Exercise:
Word for word, restate the line containing "if let Some(undo)" and all the lines that come after it in the entries below. Include nothing from before it.
____ Record excerpts
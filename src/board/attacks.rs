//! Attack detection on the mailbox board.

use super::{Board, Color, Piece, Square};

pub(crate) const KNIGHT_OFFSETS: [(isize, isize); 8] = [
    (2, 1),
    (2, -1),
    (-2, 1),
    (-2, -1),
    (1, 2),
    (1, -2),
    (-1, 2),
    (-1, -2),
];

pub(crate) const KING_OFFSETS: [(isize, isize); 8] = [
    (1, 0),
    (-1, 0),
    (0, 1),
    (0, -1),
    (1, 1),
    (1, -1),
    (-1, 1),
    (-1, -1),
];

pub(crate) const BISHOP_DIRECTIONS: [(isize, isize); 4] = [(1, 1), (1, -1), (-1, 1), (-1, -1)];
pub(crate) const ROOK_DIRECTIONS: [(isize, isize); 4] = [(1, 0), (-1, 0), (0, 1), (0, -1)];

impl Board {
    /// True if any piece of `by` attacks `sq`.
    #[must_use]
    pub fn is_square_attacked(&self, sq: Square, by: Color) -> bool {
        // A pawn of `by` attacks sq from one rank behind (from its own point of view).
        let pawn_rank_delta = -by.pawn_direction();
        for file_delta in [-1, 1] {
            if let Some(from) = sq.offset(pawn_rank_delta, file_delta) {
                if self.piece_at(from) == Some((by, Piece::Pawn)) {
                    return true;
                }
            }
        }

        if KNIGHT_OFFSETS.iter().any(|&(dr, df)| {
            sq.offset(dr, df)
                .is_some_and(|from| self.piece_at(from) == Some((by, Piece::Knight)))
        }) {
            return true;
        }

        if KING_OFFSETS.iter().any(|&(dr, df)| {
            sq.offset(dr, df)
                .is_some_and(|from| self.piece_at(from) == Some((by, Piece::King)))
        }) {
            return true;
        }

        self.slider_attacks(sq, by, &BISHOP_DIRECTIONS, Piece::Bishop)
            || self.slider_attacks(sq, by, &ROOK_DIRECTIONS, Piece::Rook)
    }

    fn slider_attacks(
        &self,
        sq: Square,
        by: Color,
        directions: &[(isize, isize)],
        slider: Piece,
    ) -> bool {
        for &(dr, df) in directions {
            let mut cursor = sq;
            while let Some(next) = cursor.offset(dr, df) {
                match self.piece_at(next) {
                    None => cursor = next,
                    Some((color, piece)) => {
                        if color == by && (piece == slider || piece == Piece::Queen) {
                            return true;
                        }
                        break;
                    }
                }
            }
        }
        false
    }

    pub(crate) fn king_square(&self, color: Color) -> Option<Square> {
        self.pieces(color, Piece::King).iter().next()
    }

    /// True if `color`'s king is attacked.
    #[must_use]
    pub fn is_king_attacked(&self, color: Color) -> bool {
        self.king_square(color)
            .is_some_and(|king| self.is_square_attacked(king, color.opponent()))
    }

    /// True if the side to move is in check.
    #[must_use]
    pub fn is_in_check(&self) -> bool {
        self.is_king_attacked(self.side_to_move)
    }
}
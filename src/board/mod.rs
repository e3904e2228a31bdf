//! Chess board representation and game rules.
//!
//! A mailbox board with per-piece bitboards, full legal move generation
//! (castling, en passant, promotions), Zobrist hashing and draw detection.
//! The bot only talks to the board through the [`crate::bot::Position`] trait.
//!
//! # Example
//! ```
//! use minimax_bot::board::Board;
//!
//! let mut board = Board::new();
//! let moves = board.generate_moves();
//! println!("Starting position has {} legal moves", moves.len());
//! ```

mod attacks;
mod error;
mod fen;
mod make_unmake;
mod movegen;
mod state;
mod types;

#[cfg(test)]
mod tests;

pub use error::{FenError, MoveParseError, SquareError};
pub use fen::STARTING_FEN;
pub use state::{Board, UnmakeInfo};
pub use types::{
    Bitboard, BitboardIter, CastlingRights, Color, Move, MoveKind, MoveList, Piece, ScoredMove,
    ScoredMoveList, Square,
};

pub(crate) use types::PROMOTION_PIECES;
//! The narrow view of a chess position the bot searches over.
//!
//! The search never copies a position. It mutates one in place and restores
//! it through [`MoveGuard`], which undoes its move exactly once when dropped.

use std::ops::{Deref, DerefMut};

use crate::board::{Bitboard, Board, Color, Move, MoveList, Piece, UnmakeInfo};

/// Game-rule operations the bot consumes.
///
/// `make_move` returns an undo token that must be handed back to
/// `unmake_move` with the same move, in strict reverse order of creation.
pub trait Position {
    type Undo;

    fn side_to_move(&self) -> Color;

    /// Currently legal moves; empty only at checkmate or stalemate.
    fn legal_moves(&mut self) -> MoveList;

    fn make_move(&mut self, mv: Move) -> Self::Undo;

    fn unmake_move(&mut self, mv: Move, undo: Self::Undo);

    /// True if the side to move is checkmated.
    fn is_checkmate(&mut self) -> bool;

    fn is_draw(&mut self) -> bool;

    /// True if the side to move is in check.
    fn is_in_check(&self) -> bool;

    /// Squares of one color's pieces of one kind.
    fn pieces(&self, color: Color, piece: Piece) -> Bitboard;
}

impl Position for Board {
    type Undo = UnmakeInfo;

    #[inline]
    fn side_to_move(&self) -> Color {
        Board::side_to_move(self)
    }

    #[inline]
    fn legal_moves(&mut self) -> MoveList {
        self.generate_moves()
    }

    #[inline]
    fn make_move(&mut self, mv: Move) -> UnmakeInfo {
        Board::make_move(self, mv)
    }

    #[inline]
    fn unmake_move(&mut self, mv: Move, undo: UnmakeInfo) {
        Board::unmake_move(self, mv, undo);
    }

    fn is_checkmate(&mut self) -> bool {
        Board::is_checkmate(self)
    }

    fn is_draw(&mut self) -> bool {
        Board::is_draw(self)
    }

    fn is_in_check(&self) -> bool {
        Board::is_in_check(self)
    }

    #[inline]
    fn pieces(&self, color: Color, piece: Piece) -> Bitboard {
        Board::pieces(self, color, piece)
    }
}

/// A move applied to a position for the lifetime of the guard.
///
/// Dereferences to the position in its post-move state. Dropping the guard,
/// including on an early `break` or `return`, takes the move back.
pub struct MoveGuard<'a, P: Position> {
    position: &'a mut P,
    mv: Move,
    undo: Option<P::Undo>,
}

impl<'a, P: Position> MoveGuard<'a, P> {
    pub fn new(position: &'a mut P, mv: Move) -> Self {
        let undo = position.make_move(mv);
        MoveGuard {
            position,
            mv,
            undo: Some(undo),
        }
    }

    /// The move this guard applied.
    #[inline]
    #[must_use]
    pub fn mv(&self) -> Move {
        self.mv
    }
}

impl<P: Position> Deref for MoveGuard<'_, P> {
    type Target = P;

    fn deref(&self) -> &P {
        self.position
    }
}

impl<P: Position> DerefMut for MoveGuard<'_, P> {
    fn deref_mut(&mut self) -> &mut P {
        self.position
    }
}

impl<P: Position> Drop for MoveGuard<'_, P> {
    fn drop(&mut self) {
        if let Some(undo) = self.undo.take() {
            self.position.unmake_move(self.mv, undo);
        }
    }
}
________
Solved exercise:
        if let Some(undo) = self.undo.take() {
            self.position.unmake_move(self.mv, undo);
        }
    }
}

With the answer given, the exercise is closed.